Thoughts on what I'm doing wrong on Windows?
Thanks
Your zipfile is corrupt on windows because you're opening the file in write/text mode (line-terminator conversion trashes binary data):
f = open('%s.zip' % (geoipFolder+geoipName),"w")
You have to open in write/binary mode like this:
f = open('%s.zip' % (geoipFolder+geoipName),"wb")
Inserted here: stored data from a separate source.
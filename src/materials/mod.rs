pub mod bsdfs;
mod glass;
mod glossy;
mod matte;
mod measured;
mod metal;

pub use bsdfs::{Bsdf, BxdfSample, BxdfType};
pub use glass::Glass;
pub use glossy::Glossy;
pub use matte::Matte;
pub use measured::MeasuredMaterial;
pub use metal::Metal;

use crate::{interaction::SurfaceInteraction, memory::Arena};

// Based on Physically Based Rendering 3rd ed.
// https://www.pbr-book.org/3ed-2018/Materials/Material_Interface_and_Implementations

pub trait Material: Send + Sync {
    /// Returns the [`Bsdf`] for the given [`SurfaceInteraction`], with the
    /// components allocated from `scratch`.
    fn compute_scattering_functions<'a>(
        &'a self,
        scratch: &'a Arena,
        si: &SurfaceInteraction,
    ) -> Bsdf<'a>;
}

/// Maps a perceptual roughness in `(0, 1]` to an exponential lobe width.
pub(crate) fn roughness_to_exponent(roughness: f32) -> f32 {
    let alpha = roughness.clamp(1e-3, 1.0);
    2.0 / (alpha * alpha) - 2.0
}
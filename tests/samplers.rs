use valo::math::{Point2, Vec2};
use valo::sampling::{create_sampler, Distribution1D, Sampler, SamplerSettings};

fn stratified(pixel_samples: Vec2<u16>, n_dims: usize) -> Box<dyn Sampler> {
    create_sampler(
        SamplerSettings::Stratified {
            pixel_samples,
            jitter_samples: true,
        },
        n_dims,
    )
}

fn one_per_stratum(mut values: Vec<f32>) -> bool {
    let n = values.len();
    values.sort_by(|a, b| a.partial_cmp(b).unwrap());
    values
        .iter()
        .enumerate()
        .all(|(i, v)| *v >= (i as f32) / (n as f32) && *v < ((i + 1) as f32) / (n as f32))
}

#[test]
fn dimension_samples_are_stratified() {
    let mut sampler = stratified(Vec2::new(2, 2), 2);
    sampler.start_pixel();

    let spp = sampler.samples_per_pixel() as usize;
    assert_eq!(spp, 4);

    let mut first_dim = Vec::new();
    for _ in 0..spp {
        sampler.start_sample();
        first_dim.push(sampler.get_1d());
    }

    // Shuffled per pixel but still one value per stratum
    assert!(one_per_stratum(first_dim));
}

#[test]
fn dimension_2d_samples_cover_the_grid() {
    let mut sampler = stratified(Vec2::new(2, 2), 1);
    sampler.start_pixel();

    let mut cells = [false; 4];
    for _ in 0..4 {
        sampler.start_sample();
        let u = sampler.get_2d();
        let cell = ((u.y * 2.0) as usize).min(1) * 2 + ((u.x * 2.0) as usize).min(1);
        assert!(!cells[cell], "two samples landed in one stratum");
        cells[cell] = true;
    }
    assert!(cells.iter().all(|c| *c));
}

#[test]
fn requested_arrays_have_the_registered_length() {
    let mut sampler = stratified(Vec2::new(2, 1), 1);
    let id_a = sampler.request_1d_array(8);
    let id_b = sampler.request_2d_array(5);

    sampler.start_pixel();
    for _ in 0..sampler.samples_per_pixel() {
        sampler.start_sample();
        assert_eq!(sampler.get_1d_array(id_a).unwrap().len(), 8);
        assert_eq!(sampler.get_2d_array(id_b).unwrap().len(), 5);
    }

    assert!(sampler.get_1d_array(7).is_none());
}

#[test]
fn requested_arrays_are_stratified_per_sample() {
    let mut sampler = stratified(Vec2::new(1, 1), 1);
    let id = sampler.request_1d_array(16);

    sampler.start_pixel();
    sampler.start_sample();
    let values = sampler.get_1d_array(id).unwrap().to_vec();
    assert!(one_per_stratum(values));
}

#[test]
fn sample_requirements_are_idempotent_across_instances() {
    // Two generators built with the same registration produce sequences of
    // the same length and stratification, though not the same values
    let build = || {
        let mut sampler = stratified(Vec2::new(1, 1), 1);
        let id = sampler.request_1d_array(8);
        sampler.start_pixel();
        sampler.start_sample();
        sampler.get_1d_array(id).unwrap().to_vec()
    };

    let a = build();
    let b = build();
    assert_eq!(a.len(), b.len());
    assert!(one_per_stratum(a));
    assert!(one_per_stratum(b));
}

#[test]
fn seeded_clones_keep_the_sequence_layout() {
    let mut sampler = stratified(Vec2::new(2, 2), 1);
    let id_1d = sampler.request_1d_array(4);
    let id_2d = sampler.request_2d_array(4);

    let mut clone = sampler.clone_seeded(7);
    clone.start_pixel();
    clone.start_sample();
    assert_eq!(clone.samples_per_pixel(), 4);
    assert_eq!(clone.get_1d_array(id_1d).unwrap().len(), 4);
    assert_eq!(clone.get_2d_array(id_2d).unwrap().len(), 4);
}

#[test]
fn camera_samples_stay_inside_the_pixel() {
    let mut sampler = stratified(Vec2::new(4, 4), 1);
    sampler.start_pixel();

    for _ in 0..sampler.samples_per_pixel() {
        sampler.start_sample();
        let cs = sampler.get_camera_sample(Point2::new(3, 7));
        assert!(cs.p_film.x >= 3.0 && cs.p_film.x < 4.0);
        assert!(cs.p_film.y >= 7.0 && cs.p_film.y < 8.0);
        assert!((0.0..1.0).contains(&cs.p_lens.x));
        assert!((0.0..1.0).contains(&cs.p_lens.y));
    }
}

#[test]
fn distribution_cdf_shape() {
    let d = Distribution1D::new(&[1.0, 3.0, 0.0, 4.0]);

    let cdf = d.cdf();
    assert_eq!(cdf[0], 0.0);
    for pair in cdf.windows(2) {
        assert!(pair[0] <= pair[1]);
    }
    assert!((cdf.last().unwrap() - 1.0).abs() < 1e-6);

    assert!((d.discrete_pdf(0) - 0.125).abs() < 1e-6);
    assert!((d.discrete_pdf(1) - 0.375).abs() < 1e-6);
    assert_eq!(d.discrete_pdf(2), 0.0);
    assert!((d.discrete_pdf(3) - 0.5).abs() < 1e-6);
}

#[test]
fn distribution_sampling_matches_pdf() {
    let d = Distribution1D::new(&[2.0, 1.0, 5.0]);

    for i in 0..64 {
        let u = ((i as f32) + 0.5) / 64.0;
        let (index, pmf) = d.sample_discrete(u);
        assert!((pmf - d.discrete_pdf(index)).abs() < 1e-6);
    }

    // Zero-weight entries are never selected
    let d = Distribution1D::new(&[0.0, 1.0]);
    for i in 0..64 {
        let u = ((i as f32) + 0.5) / 64.0;
        let (index, _) = d.sample_discrete(u);
        assert_eq!(index, 1);
    }
}

#[test]
fn zero_weights_fall_back_to_uniform() {
    let d = Distribution1D::new(&[0.0, 0.0, 0.0, 0.0]);
    for i in 0..4 {
        assert!((d.discrete_pdf(i) - 0.25).abs() < 1e-6);
    }
}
(will still work on Linux of course)
To sum it up, a more pythonic way of doing it, using a with
block (and remove repr
):
with open('{}{}.zip'.format(geoipFolder,geoipName),"wb") as f:
f.write(response.read())
EDIT: no need to write a file to disk, you can use io.BytesIO
, since the ZipFile
object accepts a file handle as first parameter.
import io
import zipfile
with open('{}{}.zip'.format(geoipFolder,geoipName),"wb") as f:
outbuf = io.BytesIO(f.read())
zip = zipfile.ZipFile(outbuf) # pass the fake-file handle: no disk write, no temp file
zip.extractall(r'%s' % geoipFolder)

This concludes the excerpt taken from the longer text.